(Exercise directions): Search the data for the word "usize" and copy every line that contains it.

(Data for processing):
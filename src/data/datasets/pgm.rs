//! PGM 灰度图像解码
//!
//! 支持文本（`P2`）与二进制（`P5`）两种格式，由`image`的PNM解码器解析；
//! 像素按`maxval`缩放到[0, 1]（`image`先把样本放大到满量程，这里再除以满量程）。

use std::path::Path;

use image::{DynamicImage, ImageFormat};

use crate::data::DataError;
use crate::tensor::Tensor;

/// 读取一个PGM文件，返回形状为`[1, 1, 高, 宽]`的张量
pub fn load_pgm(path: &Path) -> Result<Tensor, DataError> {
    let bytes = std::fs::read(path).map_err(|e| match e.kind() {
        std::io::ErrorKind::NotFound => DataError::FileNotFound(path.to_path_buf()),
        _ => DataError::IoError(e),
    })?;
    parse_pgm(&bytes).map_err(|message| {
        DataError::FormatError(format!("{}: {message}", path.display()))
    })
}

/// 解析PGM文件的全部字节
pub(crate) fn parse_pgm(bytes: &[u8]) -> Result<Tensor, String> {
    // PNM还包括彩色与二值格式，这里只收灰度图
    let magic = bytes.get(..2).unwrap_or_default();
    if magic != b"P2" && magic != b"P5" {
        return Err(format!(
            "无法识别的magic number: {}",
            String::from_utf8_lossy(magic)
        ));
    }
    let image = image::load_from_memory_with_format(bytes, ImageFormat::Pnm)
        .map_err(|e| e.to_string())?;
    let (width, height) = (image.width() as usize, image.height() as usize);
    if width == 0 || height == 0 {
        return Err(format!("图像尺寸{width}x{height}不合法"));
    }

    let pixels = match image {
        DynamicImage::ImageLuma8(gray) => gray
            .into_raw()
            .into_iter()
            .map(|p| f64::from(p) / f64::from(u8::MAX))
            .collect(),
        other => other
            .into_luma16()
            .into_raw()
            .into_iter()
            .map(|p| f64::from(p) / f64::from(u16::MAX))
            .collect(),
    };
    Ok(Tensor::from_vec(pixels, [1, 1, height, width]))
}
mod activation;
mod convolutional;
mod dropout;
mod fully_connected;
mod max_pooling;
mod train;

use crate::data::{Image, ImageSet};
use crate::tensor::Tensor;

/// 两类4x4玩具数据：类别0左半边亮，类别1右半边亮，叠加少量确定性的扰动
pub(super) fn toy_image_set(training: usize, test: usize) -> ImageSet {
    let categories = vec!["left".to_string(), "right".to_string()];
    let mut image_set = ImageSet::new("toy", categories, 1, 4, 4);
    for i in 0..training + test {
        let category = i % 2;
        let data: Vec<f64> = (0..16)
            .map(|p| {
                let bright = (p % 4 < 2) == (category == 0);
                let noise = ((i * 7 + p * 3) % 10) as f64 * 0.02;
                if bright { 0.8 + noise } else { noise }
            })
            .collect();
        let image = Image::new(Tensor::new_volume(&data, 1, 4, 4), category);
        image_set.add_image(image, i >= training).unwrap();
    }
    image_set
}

(Reply to the exercise):
    let (width, height) = (image.width() as usize, image.height() as usize);
pub(super) fn toy_image_set(training: usize, test: usize) -> ImageSet {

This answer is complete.